Depois de quase uma hora de conversa e observação, tive uma compreensão muito mais ampla da serigrafia em seus processos por etapa. Mesmo sem ter pedido por tanto, Maninha teve a gentileza de explicar até o que não me tinha vindo à cabeça perguntar, o que me causou a impressão de ter assistido a uma aula prática sobre o assunto. Caso resolvesse seguir com a ideia de usar a serigrafia como técnica de estamparia que ajudariam em nossa caracterização de flores vivas, precisaria comprar os produtos e fazer testes em casa de cada uma das etapas discutidas na SeriArt. Como um primeiro passo para me ajudar a adquirir os materiais, Maninha vendeu-me uma de suas telas antigas, que já passara por várias lavagens, assim, poderia fazer os primeiros testes tão logo comprasse as tintas.

5.5.3 “Seu segundo nome é Alice?”

Para que uma conversa com flores vivas acontecesse, precisaríamos de uma Alice. Como professor, ao longo dos anos letivos, conheci algumas Alices em sala de aula, no entanto nenhuma aparecia nas listas de chamada recentes. Não estabeleci como critério que a Alice fosse uma aluna, mas acreditei que seria interessante se fosse, pois poderíamos convidá-la para participar do grupo. Em todo caso, o que gostaria era de encontrar uma Alice limoeirense, ou, mesmo não sendo natural da cidade, que aqui morasse e pudesse nos acompanhar durante a ação. Na obra de Carroll, a presença e as divagações da Alice é que fazem com que as flores conversem, mesmo que em determinado momento briguem, ou falem ao mesmo tempo em uma confusão só. Portanto, uma Alice que estivesse conosco em algum momento da ação e que marcasse

simbolicamente o início da nossa conversa com as flores vivas que encontrássemos na praça seria importante para o trabalho pela coerência que traria para nossa ideia de fazer uma releitura.

Meu primeiro gargalo na busca para encontrar a Alice limoeirense foi a memória. Sem muitos resultados, tentei me lembrar de alguém que conhecia com esse nome. Em seguida, procurei nas listas de chamada da escola. Entre o corpo discente, encontrei a Alice Cavalcante, aluna do segundo ano do Ensino Médio. No entanto, ela é uma das alunas do município de Morada Nova que estudam em Limoeiro, deslocando-se de Topic todos os dias para a escola, o que tornaria complicada a viabilidade da atividade em um horário que não fosse um horário de aula. Por último, busquei nas redes sociais, na busca de perfis do Instagram e, entre os primeiros resultados da busca, encontrei a Manuela Alice, que eu conhecia por conta de uma amiga em comum, sem que no entanto tivéssemos algum contato próximo.

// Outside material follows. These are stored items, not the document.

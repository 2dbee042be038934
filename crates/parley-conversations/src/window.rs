use parley_core::config::DEFAULT_CONTEXT_TOKENS;

use crate::types::{Conversation, Direction, Message, MessageType};

/// How many trailing messages survive truncation verbatim.
const TAIL_LEN: usize = 15;
/// Snippet cap inside the summary line.
const SNIPPET_CHARS: usize = 80;
const MAX_INBOUND_SNIPPETS: usize = 5;
const MAX_OUTBOUND_SNIPPETS: usize = 3;

/// A bounded view over a conversation's history.
#[derive(Debug, Clone)]
pub struct ContextWindow {
    pub messages: Vec<Message>,
    pub truncated: bool,
    pub estimated_tokens: usize,
}

/// Estimate tokens as ceil(total characters / 4). Deliberately crude — the
/// budget only needs to keep prompts bounded, not billed.
pub fn estimate_tokens(messages: &[Message]) -> usize {
    let chars: usize = messages.iter().map(|m| m.content.chars().count()).sum();
    chars.div_ceil(4)
}

/// Bound the conversation history by a token budget.
///
/// Under budget, all messages pass through verbatim. Over budget, the window
/// keeps the very first message, replaces the middle with one deterministic
/// summary message, and keeps the last [`TAIL_LEN`] messages. No LLM call is
/// involved.
pub fn build_window(conversation: &Conversation, max_tokens: Option<usize>) -> ContextWindow {
    let budget = max_tokens.unwrap_or(DEFAULT_CONTEXT_TOKENS);
    let messages = &conversation.messages;
    let full_estimate = estimate_tokens(messages);

    // Nothing to fold: within budget, or too short to have a middle.
    if full_estimate <= budget || messages.len() <= TAIL_LEN + 1 {
        return ContextWindow {
            messages: messages.clone(),
            truncated: false,
            estimated_tokens: full_estimate,
        };
    }

    let first = messages[0].clone();
    let tail_start = messages.len() - TAIL_LEN;
    let middle = &messages[1..tail_start];
    let tail = messages[tail_start..].to_vec();

    let summary = summarize(conversation, middle);

    let mut window = Vec::with_capacity(TAIL_LEN + 2);
    window.push(first);
    window.push(summary);
    window.extend(tail);

    let estimated_tokens = estimate_tokens(&window);
    ContextWindow {
        messages: window,
        truncated: true,
        estimated_tokens,
    }
}

/// Render the folded middle as a single system message.
fn summarize(conversation: &Conversation, middle: &[Message]) -> Message {
    let inbound_snippets: Vec<String> = middle
        .iter()
        .filter(|m| m.direction == Direction::Inbound)
        .take(MAX_INBOUND_SNIPPETS)
        .map(|m| snippet(&m.content))
        .collect();
    let outbound_snippets: Vec<String> = middle
        .iter()
        .filter(|m| m.direction == Direction::Outbound)
        .take(MAX_OUTBOUND_SNIPPETS)
        .map(|m| snippet(&m.content))
        .collect();

    let mut content = format!("[Summary of {} earlier messages]", middle.len());
    if !inbound_snippets.is_empty() {
        content.push_str(" Customer discussed: ");
        content.push_str(&inbound_snippets.join("; "));
    }
    if !outbound_snippets.is_empty() {
        content.push_str("; Agent responded about: ");
        content.push_str(&outbound_snippets.join("; "));
    }

    let mut message = Message::new(
        &conversation.id,
        &conversation.contact_id,
        Direction::Outbound,
        content,
        conversation.channel,
    )
    .with_type(MessageType::System);
    // Anchor the summary where the folded span began so timestamps stay
    // non-decreasing across the window.
    if let Some(first_middle) = middle.first() {
        message.timestamp = first_middle.timestamp;
    }
    message
}

fn snippet(content: &str) -> String {
    if content.chars().count() <= SNIPPET_CHARS {
        content.to_string()
    } else {
        content.chars().take(SNIPPET_CHARS).collect()
    }
}
use serde_json::Value;

use crate::types::{Condition, ConditionOperator};

/// Walk a dotted path through the context, yielding `None` on any missing
/// segment.
pub fn resolve_path<'a>(context: &'a Value, path: &str) -> Option<&'a Value> {
    let mut current = context;
    for segment in path.split('.') {
        current = current.get(segment)?;
    }
    Some(current)
}

/// Evaluate one condition. Never panics or errors: a type mismatch or a
/// missing field simply evaluates to false (except `exists`, which is the
/// operator that asks about absence).
pub fn evaluate(condition: &Condition, context: &Value) -> bool {
    let resolved = resolve_path(context, &condition.field);

    match condition.operator {
        ConditionOperator::Equals => resolved == Some(&condition.value),
        ConditionOperator::Contains => match (resolved.and_then(Value::as_str), condition.value.as_str()) {
            (Some(haystack), Some(needle)) => {
                haystack.to_lowercase().contains(&needle.to_lowercase())
            }
            _ => false,
        },
        ConditionOperator::Gt => match (resolved.and_then(Value::as_f64), condition.value.as_f64()) {
            (Some(left), Some(right)) => left > right,
            _ => false,
        },
        ConditionOperator::Lt => match (resolved.and_then(Value::as_f64), condition.value.as_f64()) {
            (Some(left), Some(right)) => left < right,
            _ => false,
        },
        ConditionOperator::Exists => {
            let exists = !matches!(resolved, None | Some(Value::Null));
            // `value: false` inverts the check: the field must be absent.
            if condition.value == Value::Bool(false) {
                !exists
            } else {
                exists
            }
        }
    }
}
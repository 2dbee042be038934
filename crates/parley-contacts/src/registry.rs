use std::sync::Arc;

use chrono::Utc;
use parley_core::types::Channel;
use parley_store::Store;
use tracing::{debug, info, instrument};

use crate::error::{ContactError, Result};
use crate::types::Contact;

/// Single writer for [`Contact`] records.
///
/// Every mutator runs under the store's per-contact advisory lock so
/// concurrent inbound events for the same person cannot interleave their
/// read-modify-write sequences.
pub struct ContactRegistry {
    store: Arc<dyn Store<Contact>>,
}

impl ContactRegistry {
    pub fn new(store: Arc<dyn Store<Contact>>) -> Self {
        Self { store }
    }

    /// Resolve `(channel, channel_user_id)` to a contact, creating one on
    /// first inbound. Existing contacts get `last_seen_at` refreshed (never
    /// moved backwards) and `name` back-filled only when previously unset.
    #[instrument(skip(self, name))]
    pub async fn get_or_create(
        &self,
        channel_user_id: &str,
        channel: Channel,
        name: Option<&str>,
    ) -> Result<Contact> {
        if channel_user_id.is_empty() {
            return Err(ContactError::InvalidInput(
                "channel_user_id must not be empty".to_string(),
            ));
        }

        let identity_key = format!("identity:{channel}:{channel_user_id}");
        let _guard = self.store.locks().acquire(&identity_key).await;

        let cuid = channel_user_id.to_string();
        let existing = self
            .store
            .find(&move |c: &Contact| c.channel == channel && c.channel_user_id == cuid)
            .await?
            .into_iter()
            .next();

        if let Some(contact) = existing {
            debug!(contact_id = %contact.id, "identity resolved to existing contact");
            let now = Utc::now();
            let last_seen = contact.last_seen_at.max(now);
            let mut patch = serde_json::json!({
                "lastSeenAt": last_seen,
                "updatedAt": now,
            });
            if contact.name.is_none() {
                if let Some(n) = name {
                    patch["name"] = serde_json::Value::String(n.to_string());
                }
            }
            return Ok(self.store.update(&contact.id, patch).await?);
        }

        info!(channel = %channel, "new identity; creating contact");
        let contact = Contact::new(channel_user_id, channel, name.map(String::from));
        Ok(self.store.create(contact).await?)
    }

    pub async fn get(&self, id: &str) -> Result<Contact> {
        self.store
            .get(id)
            .await?
            .ok_or_else(|| ContactError::NotFound(id.to_string()))
    }

    pub async fn all(&self) -> Result<Vec<Contact>> {
        Ok(self.store.get_all().await?)
    }

    pub async fn find(
        &self,
        predicate: &(dyn Fn(&Contact) -> bool + Send + Sync),
    ) -> Result<Vec<Contact>> {
        Ok(self.store.find(predicate).await?)
    }

    /// Apply a field patch (wire casing). Bumps `updated_at`.
    pub async fn update(&self, id: &str, mut patch: serde_json::Value) -> Result<Contact> {
        let _guard = self.store.locks().acquire(id).await;
        if let Some(map) = patch.as_object_mut() {
            map.insert("updatedAt".to_string(), serde_json::json!(Utc::now()));
            // Identity fields are immutable through this path.
            map.remove("id");
            map.remove("channel");
            map.remove("channelUserId");
        }
        match self.store.update(id, patch).await {
            Ok(c) => Ok(c),
            Err(parley_store::StoreError::NotFound(_)) => Err(ContactError::NotFound(id.to_string())),
            Err(e) => Err(e.into()),
        }
    }

    #[instrument(skip(self))]
    pub async fn add_tag(&self, id: &str, tag: &str) -> Result<Contact> {
        let _guard = self.store.locks().acquire(id).await;
        let contact = self.fetch(id).await?;
        if contact.has_tag(tag) {
            return Ok(contact);
        }
        let mut tags = contact.tags;
        tags.push(tag.to_string());
        Ok(self
            .store
            .update(id, serde_json::json!({"tags": tags, "updatedAt": Utc::now()}))
            .await?)
    }

    #[instrument(skip(self))]
    pub async fn remove_tag(&self, id: &str, tag: &str) -> Result<Contact> {
        let _guard = self.store.locks().acquire(id).await;
        let contact = self.fetch(id).await?;
        let tags: Vec<String> = contact.tags.into_iter().filter(|t| t != tag).collect();
        Ok(self
            .store
            .update(id, serde_json::json!({"tags": tags, "updatedAt": Utc::now()}))
            .await?)
    }

    pub async fn increment_conversation_count(&self, id: &str) -> Result<Contact> {
        let _guard = self.store.locks().acquire(id).await;
        let contact = self.fetch(id).await?;
        Ok(self
            .store
            .update(
                id,
                serde_json::json!({
                    "conversationCount": contact.conversation_count + 1,
                    "updatedAt": Utc::now(),
                }),
            )
            .await?)
    }

    /// Case-insensitive substring over name/email/channel_user_id, plus
    /// exact-substring over tags.
    pub async fn search(&self, query: &str) -> Result<Vec<Contact>> {
        let needle = query.to_lowercase();
        let raw = query.to_string();
        Ok(self
            .store
            .find(&move |c: &Contact| {
                c.name
                    .as_deref()
                    .map_or(false, |n| n.to_lowercase().contains(&needle))
                    || c.email
                        .as_deref()
                        .map_or(false, |e| e.to_lowercase().contains(&needle))
                    || c.channel_user_id.to_lowercase().contains(&needle)
                    || c.tags.iter().any(|t| t.contains(&raw))
            })
            .await?)
    }

    async fn fetch(&self, id: &str) -> Result<Contact> {
        self.store
            .get(id)
            .await?
            .ok_or_else(|| ContactError::NotFound(id.to_string()))
    }
}
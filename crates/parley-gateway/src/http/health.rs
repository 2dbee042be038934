use std::sync::Arc;

use axum::extract::State;
use axum::Json;
use serde::Serialize;

use crate::app::AppState;

#[derive(Serialize)]
pub struct Health {
    status: &'static str,
    knowledge_docs: usize,
    scheduled_flows: usize,
}

pub async fn health(State(state): State<Arc<AppState>>) -> Json<Health> {
    Json(Health {
        status: "ok",
        knowledge_docs: state.knowledge.len(),
        scheduled_flows: state.scheduler.len(),
    })
}
use hmac::{Hmac, Mac};
use sha2::Sha256;

type HmacSha256 = Hmac<Sha256>;

/// Hex-encoded HMAC-SHA256 over a webhook payload.
pub fn sign(secret: &str, payload: &[u8]) -> String {
    let mut mac = HmacSha256::new_from_slice(secret.as_bytes())
        .expect("HMAC accepts keys of any length");
    mac.update(payload);
    hex::encode(mac.finalize().into_bytes())
}

/// Verify a hex signature against the payload.
///
/// Comparison runs over the MAC bytes via `verify_slice`, which is
/// constant-time; a malformed hex signature simply fails.
pub fn verify(secret: &str, payload: &[u8], signature: &str) -> bool {
    let Ok(expected) = hex::decode(signature.trim_start_matches("sha256=")) else {
        return false;
    };
    let mut mac = HmacSha256::new_from_slice(secret.as_bytes())
        .expect("HMAC accepts keys of any length");
    mac.update(payload);
    mac.verify_slice(&expected).is_ok()
}

#[cfg(test)]
mod tests {
    use super::*;

    #[test]
    fn sign_and_verify_roundtrip() {
        let sig = sign("topsecret", b"{\"x\":1}");
        assert!(verify("topsecret", b"{\"x\":1}", &sig));
        assert!(verify("topsecret", b"{\"x\":1}", &format!("sha256={sig}")));
    }

    #[test]
    fn wrong_secret_or_payload_fails() {
        let sig = sign("topsecret", b"payload");
        assert!(!verify("other", b"payload", &sig));
        assert!(!verify("topsecret", b"tampered", &sig));
        assert!(!verify("topsecret", b"payload", "not-hex!"));
    }
}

Figura 104 — Buscador de perfis do Instagram

Fonte: Instagram.

No dia 17 de outubro de 2019, fiz o primeiro contato com a Manuela Alice e pude falar do nosso grupo e da ação na praça que pretendíamos fazer. Expliquei também que os detalhes ainda estavam se definindo e que entraria em contato para explicar melhor os pormenores se ela aceitasse participar. Tendo-se mostrado muito prestativa e se colocando à disposição para qualquer data e horário que não chocasse com o expediente

de trabalho, enviei uma cópia em PDF do capítulo “O jardim das flores vivas” e ficamos de conversar com mais calma depois.